Continua Graciliano:
“Esse doloroso interesse de surpreender a realidade nos mais leves pormenores induz o autor a certa dissipação naturalista — movimentar, por exemplo, uma boiada com vinte adjetivos mais ou menos desconhecidos do leitor, alargar-se talvez um pouco nas descrições. Se isto é defeito, confesso que o defeito me agrada.”
Em seguida, Graciliano procura situar Guimarães Rosa na tradição literária brasileira:
“A arte de Rosa é terrivelmente difícil. Esse anti-modernista repele o improviso. Com imenso esforço escolhe palavras simples e nos dá impressão de vida numa nesga de caatinga, num gesto de caboclo, uma conversa cheia de provérbios matutos. O seu diálogo é rebuscadamente natural: desdenha o recurso ingênuo de cortar ss, ll e rr finais, deturpar flexões, e aproximar-se, tanto quanto possível, da língua do interior.”
Por fim, Graciliano, criador da cachorra Baleia (em Vidas Secas, de 1938, mesmo ano do júri da José Olympio), frisa uma característica especial em Guimarães Rosa:
“Devo acrescentar que Rosa é um animalista notável: fervilham bichos no livro, não convenções de apólogo, mas irracionais direitos, exibidos com peladuras, esparavões e os necessários movimentos de orelhas e de rabos. Talvez o hábito de examinar essas criaturas haja aconselhado o meu amigo a trabalhar com lentidão bovina.”

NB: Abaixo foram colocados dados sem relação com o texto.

use std::collections::HashMap;

use crate::error::ConfigError;

/// Source of configuration variables.
///
/// The process environment in production; a plain map in tests so resolution
/// never has to mutate global state.
pub trait EnvSource {
    fn var(&self, key: &str) -> Option<String>;
}

/// Reads from `std::env`.
#[derive(Debug, Default, Clone, Copy)]
pub struct ProcessEnv;

impl EnvSource for ProcessEnv {
    fn var(&self, key: &str) -> Option<String> {
        std::env::var(key).ok()
    }
}

impl EnvSource for HashMap<String, String> {
    fn var(&self, key: &str) -> Option<String> {
        self.get(key).cloned()
    }
}

/// Read a variable, treating blank values as unset.
pub(crate) fn optional_env(env: &dyn EnvSource, key: &str) -> Option<String> {
    env.var(key)
        .map(|value| value.trim().to_string())
        .filter(|value| !value.is_empty())
}

/// First non-blank value among `keys` (primary name first, then aliases).
pub(crate) fn optional_env_any(env: &dyn EnvSource, keys: &[&str]) -> Option<String> {
    keys.iter().find_map(|key| optional_env(env, key))
}

pub(crate) fn require_env_any(
    env: &dyn EnvSource,
    keys: &[&str],
    hint: &str,
) -> Result<String, ConfigError> {
    optional_env_any(env, keys).ok_or_else(|| ConfigError::MissingRequired {
        key: keys.first().copied().unwrap_or_default().to_string(),
        hint: hint.to_string(),
    })
}

pub(crate) fn parse_string_env(env: &dyn EnvSource, key: &str, default: &str) -> String {
    optional_env(env, key).unwrap_or_else(|| default.to_string())
}

pub(crate) fn parse_bool_env(
    env: &dyn EnvSource,
    key: &str,
    default: bool,
) -> Result<bool, ConfigError> {
    match optional_env(env, key) {
        None => Ok(default),
        Some(raw) => match raw.to_ascii_lowercase().as_str() {
            "1" | "true" | "yes" | "on" => Ok(true),
            "0" | "false" | "no" | "off" => Ok(false),
            other => Err(ConfigError::InvalidValue {
                key: key.to_string(),
                message: format!("expected a boolean, got '{other}'"),
            }),
        },
    }
}

pub(crate) fn parse_usize_env(
    env: &dyn EnvSource,
    key: &str,
    default: usize,
) -> Result<usize, ConfigError> {
    match optional_env(env, key) {
        None => Ok(default),
        Some(raw) => raw.parse::<usize>().map_err(|e| ConfigError::InvalidValue {
            key: key.to_string(),
            message: e.to_string(),
        }),
    }
}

Graciliano Ramos praticou pouco a crítica literária. Mas, nesse terreno, escreveu alguns textos importantes, e, pelo menos um, fundamental (“O fator econômico no romance brasileiro”, também reunido em Linhas Tortas).
No caso de Guimarães Rosa, ele chama atenção para um conto de Sagarana que, pelo menos eu, subestimara injustamente: “A volta do marido pródigo”, um dos poucos contos urbanos (ou quase urbanos) de Rosa, expressão de um Brasil que estava em mudança.
O livro de Rosa tem quatro obras-primas indiscutíveis: “O burrinho pedrês”, “A hora e vez de Augusto Matraga”, “Duelo” e “Conversa de bois”.
Porém, “A volta do marido pródigo”, com seu personagem central, o mulato Lalino Salatiel, não fica muito atrás destes.
Tal como, na mesma época, observaria Álvaro Lins, Graciliano percebe que os contos de Guimarães Rosa são, em verdade, pequenos romances. Daí, o final do seu artigo:
“Certamente ele fará um romance, romance que não lerei, pois, se for começado agora, estará pronto em 1956, quando os meus ossos começarem a esfarelar-se.”
Parece uma profecia: em 1956, Guimarães Rosa publicaria Grande Sertão: Veredas.
Graciliano falecera três anos antes, em 1953.